Records for this task ->
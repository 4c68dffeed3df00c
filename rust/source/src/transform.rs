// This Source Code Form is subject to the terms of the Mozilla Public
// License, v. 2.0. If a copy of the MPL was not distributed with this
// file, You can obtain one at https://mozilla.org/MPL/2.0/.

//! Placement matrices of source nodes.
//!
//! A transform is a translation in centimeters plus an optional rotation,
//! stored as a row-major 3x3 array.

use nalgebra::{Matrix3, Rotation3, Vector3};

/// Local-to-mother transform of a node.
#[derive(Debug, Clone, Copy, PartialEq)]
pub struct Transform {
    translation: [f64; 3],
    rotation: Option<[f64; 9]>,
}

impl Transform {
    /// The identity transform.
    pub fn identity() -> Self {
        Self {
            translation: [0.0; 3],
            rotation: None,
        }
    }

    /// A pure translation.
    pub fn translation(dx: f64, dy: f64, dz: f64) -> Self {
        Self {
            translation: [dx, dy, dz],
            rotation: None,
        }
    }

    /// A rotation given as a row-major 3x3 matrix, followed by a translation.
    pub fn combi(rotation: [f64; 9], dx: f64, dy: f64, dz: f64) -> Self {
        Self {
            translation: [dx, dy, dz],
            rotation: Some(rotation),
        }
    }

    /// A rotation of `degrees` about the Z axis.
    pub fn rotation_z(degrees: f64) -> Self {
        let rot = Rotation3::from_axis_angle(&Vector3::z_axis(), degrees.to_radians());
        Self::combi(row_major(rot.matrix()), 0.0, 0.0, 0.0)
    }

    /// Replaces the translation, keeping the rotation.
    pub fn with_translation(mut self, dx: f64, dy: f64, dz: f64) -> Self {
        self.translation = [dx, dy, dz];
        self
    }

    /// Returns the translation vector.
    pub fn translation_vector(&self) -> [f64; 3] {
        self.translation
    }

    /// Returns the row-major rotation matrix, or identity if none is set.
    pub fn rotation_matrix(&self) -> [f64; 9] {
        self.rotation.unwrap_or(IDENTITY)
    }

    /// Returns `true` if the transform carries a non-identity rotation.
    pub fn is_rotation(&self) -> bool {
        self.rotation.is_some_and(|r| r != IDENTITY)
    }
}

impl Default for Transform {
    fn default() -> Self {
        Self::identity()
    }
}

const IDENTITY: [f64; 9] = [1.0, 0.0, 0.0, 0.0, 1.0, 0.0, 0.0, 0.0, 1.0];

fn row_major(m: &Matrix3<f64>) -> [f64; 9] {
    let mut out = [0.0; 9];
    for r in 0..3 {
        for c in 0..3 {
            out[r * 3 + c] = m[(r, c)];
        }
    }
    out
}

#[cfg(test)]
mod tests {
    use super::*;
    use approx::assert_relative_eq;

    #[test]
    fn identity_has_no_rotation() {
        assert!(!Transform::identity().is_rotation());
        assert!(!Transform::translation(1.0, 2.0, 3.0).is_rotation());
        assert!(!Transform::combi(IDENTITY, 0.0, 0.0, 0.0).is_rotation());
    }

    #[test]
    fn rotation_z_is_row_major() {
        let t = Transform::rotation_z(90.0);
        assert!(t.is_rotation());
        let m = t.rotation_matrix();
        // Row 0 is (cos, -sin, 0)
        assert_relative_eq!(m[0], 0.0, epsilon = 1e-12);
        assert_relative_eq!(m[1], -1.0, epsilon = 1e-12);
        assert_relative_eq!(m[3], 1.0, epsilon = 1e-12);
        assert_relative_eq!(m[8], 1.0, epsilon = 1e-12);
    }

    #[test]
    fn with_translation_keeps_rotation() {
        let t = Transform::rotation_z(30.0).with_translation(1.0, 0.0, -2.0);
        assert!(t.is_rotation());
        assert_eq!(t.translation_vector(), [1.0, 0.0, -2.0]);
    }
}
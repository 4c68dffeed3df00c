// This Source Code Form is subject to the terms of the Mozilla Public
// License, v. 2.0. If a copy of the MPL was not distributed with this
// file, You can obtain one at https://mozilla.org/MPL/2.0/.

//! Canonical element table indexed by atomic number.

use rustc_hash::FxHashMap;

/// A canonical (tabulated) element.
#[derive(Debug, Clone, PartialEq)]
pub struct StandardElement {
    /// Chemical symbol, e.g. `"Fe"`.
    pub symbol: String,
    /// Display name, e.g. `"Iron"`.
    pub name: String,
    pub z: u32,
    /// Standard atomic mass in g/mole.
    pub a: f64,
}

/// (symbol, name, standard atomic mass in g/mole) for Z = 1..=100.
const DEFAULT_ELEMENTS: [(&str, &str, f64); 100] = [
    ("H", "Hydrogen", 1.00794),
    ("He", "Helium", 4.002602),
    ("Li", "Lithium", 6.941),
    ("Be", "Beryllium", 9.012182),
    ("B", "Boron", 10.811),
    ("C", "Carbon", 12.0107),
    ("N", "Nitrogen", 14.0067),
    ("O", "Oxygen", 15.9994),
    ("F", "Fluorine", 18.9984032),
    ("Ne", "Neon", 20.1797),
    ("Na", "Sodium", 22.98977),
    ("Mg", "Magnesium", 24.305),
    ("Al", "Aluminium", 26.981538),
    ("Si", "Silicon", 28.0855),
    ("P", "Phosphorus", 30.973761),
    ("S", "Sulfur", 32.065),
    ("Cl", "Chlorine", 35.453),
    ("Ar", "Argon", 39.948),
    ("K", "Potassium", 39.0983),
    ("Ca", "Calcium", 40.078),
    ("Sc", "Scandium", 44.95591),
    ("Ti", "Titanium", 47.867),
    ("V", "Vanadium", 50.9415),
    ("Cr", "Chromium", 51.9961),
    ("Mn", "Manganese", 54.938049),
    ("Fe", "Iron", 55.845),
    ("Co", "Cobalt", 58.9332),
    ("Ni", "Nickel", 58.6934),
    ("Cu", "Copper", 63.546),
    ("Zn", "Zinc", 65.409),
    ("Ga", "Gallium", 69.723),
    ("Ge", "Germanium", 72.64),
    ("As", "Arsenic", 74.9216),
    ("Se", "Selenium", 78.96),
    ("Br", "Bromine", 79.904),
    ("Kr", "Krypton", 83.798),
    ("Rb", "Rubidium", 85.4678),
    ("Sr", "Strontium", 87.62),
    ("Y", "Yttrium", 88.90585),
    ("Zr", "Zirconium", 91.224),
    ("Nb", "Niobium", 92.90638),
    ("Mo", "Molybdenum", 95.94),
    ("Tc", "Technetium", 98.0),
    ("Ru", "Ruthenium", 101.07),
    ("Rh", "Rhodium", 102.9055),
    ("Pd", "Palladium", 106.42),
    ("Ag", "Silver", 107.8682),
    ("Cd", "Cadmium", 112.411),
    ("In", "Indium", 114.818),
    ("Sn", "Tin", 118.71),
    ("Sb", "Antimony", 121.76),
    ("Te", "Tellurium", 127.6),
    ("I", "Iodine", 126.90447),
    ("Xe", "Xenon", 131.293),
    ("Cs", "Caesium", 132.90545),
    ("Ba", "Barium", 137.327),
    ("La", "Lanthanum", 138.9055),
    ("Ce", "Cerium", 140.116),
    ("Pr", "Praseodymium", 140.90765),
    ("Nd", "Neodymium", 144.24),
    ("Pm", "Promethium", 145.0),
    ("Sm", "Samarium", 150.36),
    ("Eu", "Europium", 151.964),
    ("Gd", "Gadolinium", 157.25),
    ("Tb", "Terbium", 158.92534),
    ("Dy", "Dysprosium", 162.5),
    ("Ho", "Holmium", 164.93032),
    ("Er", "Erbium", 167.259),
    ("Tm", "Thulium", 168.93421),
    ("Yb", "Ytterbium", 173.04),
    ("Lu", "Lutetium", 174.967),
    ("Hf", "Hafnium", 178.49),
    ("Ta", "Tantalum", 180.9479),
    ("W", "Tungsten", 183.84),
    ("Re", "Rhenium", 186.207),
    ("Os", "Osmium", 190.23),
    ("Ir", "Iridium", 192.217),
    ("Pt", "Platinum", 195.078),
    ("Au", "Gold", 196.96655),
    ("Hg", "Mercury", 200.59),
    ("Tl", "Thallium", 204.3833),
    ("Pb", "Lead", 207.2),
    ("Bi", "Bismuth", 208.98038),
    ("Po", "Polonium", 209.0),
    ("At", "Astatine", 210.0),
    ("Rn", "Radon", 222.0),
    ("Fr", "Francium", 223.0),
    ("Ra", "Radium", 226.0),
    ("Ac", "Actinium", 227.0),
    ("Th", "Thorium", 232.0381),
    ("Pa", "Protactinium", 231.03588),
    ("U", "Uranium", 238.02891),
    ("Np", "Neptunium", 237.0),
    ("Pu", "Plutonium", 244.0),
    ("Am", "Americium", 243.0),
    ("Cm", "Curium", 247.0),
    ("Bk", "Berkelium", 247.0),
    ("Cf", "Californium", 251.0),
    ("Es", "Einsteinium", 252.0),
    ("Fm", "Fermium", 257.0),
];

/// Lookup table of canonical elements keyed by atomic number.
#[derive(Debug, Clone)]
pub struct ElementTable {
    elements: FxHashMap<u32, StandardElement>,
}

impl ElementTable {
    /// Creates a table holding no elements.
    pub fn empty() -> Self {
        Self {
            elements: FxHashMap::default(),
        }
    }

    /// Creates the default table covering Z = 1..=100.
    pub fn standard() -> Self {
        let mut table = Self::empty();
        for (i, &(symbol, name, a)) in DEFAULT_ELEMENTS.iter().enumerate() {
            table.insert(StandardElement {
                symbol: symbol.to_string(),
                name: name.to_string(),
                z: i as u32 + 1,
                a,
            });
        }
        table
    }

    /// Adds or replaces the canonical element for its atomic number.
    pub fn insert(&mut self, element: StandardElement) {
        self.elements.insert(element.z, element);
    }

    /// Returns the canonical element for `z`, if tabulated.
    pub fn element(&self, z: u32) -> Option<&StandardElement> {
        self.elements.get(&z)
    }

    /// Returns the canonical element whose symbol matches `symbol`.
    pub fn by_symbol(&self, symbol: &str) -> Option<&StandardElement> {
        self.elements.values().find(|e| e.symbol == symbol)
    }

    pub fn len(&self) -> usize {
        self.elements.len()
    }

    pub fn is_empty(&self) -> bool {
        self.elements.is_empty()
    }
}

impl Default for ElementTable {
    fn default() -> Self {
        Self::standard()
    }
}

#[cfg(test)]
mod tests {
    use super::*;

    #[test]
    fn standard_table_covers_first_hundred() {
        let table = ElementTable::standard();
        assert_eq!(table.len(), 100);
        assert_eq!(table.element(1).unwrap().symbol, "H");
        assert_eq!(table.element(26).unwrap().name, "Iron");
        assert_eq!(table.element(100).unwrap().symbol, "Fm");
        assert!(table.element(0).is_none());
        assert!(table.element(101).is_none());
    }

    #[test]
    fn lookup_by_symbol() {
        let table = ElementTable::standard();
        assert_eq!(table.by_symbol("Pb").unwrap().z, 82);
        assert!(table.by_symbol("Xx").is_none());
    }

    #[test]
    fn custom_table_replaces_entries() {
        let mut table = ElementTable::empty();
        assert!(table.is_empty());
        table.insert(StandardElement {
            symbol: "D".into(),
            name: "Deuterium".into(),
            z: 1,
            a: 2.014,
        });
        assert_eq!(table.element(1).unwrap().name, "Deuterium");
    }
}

Task ->
Find the word "Creates" in the listing and copy each line that contains it.

Task output ->
    /// Creates a table holding no elements.
    /// Creates the default table covering Z = 1..=100.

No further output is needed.